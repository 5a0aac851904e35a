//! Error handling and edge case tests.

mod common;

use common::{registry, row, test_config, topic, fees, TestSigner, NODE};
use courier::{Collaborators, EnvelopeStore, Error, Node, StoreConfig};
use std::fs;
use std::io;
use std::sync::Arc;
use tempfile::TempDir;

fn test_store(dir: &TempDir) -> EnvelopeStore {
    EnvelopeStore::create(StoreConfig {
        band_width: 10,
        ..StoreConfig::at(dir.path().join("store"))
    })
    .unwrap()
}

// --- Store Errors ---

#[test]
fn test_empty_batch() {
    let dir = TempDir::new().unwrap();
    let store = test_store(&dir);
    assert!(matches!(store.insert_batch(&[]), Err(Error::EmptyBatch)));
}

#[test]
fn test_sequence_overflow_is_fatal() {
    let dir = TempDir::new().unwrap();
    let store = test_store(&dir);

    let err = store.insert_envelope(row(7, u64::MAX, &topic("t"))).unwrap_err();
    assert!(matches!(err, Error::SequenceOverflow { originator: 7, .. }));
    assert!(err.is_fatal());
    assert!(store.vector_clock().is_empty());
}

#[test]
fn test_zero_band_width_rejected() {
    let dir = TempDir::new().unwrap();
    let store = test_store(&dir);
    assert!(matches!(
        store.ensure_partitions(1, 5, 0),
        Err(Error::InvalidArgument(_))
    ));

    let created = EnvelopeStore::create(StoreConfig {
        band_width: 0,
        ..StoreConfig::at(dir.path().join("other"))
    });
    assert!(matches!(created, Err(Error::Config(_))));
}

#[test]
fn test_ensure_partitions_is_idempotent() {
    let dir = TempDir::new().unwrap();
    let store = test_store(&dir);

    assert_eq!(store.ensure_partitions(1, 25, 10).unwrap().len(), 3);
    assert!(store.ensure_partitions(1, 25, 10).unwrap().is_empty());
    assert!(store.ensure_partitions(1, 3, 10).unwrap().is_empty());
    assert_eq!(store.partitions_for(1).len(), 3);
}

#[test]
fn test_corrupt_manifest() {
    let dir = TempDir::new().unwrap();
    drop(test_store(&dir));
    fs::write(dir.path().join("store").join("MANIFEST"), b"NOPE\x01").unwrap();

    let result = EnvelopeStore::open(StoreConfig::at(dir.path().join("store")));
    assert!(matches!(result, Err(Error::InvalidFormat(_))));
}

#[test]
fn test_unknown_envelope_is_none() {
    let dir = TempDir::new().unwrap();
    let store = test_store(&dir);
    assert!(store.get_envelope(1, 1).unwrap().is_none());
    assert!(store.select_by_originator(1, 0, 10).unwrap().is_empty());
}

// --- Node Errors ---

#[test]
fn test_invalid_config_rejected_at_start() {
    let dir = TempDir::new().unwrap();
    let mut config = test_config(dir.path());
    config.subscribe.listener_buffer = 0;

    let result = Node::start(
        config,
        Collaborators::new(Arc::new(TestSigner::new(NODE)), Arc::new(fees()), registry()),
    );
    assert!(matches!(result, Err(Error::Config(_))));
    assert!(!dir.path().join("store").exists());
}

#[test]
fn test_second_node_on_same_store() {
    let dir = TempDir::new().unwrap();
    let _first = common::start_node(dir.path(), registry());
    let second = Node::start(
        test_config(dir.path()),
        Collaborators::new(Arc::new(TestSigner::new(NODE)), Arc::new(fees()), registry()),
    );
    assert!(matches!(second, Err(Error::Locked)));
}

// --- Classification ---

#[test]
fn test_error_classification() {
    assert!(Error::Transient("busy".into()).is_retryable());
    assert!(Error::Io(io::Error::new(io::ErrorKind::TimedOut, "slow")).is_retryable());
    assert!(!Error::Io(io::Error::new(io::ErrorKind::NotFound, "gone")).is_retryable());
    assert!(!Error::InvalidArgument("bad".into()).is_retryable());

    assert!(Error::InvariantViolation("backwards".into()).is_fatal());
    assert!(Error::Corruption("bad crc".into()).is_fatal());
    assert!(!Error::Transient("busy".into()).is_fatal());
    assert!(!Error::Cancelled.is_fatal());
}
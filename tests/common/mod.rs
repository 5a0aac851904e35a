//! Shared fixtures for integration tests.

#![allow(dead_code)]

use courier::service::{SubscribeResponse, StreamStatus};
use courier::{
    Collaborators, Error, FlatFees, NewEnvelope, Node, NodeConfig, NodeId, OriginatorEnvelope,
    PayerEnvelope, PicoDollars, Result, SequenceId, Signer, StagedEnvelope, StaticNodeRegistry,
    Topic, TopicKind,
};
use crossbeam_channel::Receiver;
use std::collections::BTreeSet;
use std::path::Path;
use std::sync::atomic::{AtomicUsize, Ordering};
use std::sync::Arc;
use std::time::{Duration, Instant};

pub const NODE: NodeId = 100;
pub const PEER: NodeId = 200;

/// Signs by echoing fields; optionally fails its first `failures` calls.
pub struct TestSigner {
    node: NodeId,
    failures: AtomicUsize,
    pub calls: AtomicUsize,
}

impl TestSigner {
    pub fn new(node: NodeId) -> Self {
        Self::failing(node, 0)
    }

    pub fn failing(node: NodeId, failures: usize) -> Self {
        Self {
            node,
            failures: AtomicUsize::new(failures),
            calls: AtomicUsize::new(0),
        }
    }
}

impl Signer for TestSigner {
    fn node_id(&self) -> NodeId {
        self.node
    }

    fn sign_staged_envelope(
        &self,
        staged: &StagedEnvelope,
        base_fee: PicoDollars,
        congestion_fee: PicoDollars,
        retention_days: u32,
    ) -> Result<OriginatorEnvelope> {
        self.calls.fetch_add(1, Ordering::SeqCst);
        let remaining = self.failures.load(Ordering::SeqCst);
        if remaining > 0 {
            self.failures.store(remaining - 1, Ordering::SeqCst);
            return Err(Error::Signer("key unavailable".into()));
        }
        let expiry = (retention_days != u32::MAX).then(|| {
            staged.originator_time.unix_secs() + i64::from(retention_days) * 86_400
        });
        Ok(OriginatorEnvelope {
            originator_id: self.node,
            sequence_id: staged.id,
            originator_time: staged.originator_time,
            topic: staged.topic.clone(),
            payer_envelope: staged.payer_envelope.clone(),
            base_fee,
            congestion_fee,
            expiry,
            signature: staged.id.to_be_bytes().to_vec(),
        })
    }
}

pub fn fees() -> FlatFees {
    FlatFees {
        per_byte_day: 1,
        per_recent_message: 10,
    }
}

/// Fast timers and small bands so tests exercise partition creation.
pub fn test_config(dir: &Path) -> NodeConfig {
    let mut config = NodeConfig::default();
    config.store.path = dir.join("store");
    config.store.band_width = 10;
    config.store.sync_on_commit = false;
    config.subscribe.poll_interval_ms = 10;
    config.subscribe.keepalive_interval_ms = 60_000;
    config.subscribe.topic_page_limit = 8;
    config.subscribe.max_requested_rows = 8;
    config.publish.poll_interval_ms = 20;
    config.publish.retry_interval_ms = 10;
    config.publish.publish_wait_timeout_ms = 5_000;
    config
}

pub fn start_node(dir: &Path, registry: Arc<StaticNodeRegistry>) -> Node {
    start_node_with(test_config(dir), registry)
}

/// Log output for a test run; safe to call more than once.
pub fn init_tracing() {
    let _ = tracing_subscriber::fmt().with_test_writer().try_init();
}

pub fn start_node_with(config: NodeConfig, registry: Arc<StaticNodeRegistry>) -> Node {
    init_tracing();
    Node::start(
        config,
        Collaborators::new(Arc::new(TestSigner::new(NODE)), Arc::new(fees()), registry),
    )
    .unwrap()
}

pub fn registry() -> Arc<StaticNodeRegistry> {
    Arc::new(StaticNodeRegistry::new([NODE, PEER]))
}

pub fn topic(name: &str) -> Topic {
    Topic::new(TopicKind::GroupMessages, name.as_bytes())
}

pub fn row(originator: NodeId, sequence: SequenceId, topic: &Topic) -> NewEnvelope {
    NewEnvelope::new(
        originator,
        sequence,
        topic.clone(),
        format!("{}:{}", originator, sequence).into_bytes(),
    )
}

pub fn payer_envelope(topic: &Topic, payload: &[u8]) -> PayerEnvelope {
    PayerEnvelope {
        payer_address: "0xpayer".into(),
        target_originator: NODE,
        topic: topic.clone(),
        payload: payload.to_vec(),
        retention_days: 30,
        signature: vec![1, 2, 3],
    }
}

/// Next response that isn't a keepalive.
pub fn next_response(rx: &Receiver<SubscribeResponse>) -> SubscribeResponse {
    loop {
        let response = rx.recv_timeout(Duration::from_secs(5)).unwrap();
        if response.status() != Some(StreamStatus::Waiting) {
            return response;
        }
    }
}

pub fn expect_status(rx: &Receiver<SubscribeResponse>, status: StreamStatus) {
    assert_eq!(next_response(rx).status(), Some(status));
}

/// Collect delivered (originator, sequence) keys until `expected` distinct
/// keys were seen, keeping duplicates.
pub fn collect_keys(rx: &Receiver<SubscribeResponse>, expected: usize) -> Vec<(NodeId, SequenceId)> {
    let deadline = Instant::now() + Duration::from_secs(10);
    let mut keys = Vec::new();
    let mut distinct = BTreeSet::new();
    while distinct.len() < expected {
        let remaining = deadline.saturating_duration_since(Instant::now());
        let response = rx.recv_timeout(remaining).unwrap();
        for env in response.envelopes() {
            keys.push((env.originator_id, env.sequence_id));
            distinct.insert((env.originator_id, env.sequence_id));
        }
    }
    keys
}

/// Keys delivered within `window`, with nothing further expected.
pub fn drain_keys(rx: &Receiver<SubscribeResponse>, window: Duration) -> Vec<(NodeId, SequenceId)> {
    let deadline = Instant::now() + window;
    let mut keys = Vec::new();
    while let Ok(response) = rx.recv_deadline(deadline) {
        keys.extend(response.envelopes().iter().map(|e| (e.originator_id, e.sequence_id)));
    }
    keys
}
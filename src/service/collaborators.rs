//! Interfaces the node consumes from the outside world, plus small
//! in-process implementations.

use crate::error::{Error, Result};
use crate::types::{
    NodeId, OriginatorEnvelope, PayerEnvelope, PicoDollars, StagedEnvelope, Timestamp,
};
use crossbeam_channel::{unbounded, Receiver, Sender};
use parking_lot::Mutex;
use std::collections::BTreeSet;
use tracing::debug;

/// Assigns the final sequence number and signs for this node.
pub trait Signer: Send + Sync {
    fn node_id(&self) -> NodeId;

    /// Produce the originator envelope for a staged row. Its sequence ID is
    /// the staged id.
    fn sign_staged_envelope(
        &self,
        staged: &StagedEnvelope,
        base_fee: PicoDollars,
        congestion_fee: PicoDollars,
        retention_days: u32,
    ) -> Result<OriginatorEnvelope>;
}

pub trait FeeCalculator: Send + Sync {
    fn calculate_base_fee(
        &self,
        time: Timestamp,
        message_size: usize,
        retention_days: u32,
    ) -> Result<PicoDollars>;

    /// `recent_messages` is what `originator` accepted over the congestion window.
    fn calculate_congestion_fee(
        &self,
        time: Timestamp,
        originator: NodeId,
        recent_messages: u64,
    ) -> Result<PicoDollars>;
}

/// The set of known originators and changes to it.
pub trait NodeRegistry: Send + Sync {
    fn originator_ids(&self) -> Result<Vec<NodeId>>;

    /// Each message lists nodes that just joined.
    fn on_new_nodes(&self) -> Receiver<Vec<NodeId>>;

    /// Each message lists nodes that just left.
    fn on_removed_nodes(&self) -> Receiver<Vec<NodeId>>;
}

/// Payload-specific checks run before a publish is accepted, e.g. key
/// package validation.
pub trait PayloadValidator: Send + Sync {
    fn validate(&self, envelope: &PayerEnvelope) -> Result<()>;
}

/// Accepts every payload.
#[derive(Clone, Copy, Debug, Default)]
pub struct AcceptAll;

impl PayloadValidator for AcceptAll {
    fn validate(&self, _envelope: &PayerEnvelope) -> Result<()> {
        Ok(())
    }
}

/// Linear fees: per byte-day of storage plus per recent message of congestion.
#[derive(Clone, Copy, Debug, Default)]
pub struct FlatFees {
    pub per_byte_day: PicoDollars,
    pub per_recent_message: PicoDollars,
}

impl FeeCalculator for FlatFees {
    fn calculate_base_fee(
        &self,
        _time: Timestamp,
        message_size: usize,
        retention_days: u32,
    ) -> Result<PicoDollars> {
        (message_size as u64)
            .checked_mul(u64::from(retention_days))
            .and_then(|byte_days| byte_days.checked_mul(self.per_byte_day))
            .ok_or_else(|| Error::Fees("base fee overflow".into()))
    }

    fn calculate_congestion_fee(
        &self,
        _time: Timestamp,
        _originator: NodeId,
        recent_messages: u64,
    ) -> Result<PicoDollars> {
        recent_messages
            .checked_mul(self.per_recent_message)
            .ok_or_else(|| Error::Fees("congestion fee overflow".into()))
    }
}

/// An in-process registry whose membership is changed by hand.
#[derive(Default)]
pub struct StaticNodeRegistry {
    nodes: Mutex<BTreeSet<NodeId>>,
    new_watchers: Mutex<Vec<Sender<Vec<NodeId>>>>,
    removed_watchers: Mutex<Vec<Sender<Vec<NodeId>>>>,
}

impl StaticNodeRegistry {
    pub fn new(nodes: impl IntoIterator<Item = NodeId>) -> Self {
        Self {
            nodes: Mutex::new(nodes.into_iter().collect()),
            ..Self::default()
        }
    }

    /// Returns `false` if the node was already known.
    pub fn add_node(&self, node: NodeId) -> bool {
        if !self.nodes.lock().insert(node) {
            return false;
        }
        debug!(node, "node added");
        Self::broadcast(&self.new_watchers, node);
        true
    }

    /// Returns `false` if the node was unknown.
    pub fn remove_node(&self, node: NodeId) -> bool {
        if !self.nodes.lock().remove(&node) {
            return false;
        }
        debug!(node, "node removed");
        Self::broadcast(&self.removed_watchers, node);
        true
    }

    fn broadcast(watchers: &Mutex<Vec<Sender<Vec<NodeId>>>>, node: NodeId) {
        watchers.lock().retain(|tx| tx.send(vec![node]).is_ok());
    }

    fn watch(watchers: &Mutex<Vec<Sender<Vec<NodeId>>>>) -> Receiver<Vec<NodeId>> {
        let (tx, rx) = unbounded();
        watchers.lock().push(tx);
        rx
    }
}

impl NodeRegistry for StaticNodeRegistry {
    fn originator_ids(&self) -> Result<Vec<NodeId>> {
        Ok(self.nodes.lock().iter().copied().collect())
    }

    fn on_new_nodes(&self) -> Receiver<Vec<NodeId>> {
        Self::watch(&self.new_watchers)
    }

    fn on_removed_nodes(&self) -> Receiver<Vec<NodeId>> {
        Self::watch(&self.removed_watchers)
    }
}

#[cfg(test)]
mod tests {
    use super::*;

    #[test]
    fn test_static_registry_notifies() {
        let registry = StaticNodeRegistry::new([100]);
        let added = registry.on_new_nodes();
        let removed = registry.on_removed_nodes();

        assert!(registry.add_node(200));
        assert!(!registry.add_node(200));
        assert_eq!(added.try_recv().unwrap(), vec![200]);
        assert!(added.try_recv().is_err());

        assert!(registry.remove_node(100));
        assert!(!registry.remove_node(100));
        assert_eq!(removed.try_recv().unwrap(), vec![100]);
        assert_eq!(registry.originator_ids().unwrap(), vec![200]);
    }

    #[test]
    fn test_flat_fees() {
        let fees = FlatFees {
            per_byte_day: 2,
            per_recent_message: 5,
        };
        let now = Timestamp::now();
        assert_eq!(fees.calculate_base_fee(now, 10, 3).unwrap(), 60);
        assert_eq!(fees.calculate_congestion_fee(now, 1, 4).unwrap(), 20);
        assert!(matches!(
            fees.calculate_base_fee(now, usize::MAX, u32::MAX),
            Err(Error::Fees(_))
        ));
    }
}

> DIRECTIONS: Copy out, from the listing above, every line that contains the string "TopicKind".

> ANSWER SPACE:
    Topic, TopicKind,
    Topic::new(TopicKind::GroupMessages, name.as_bytes())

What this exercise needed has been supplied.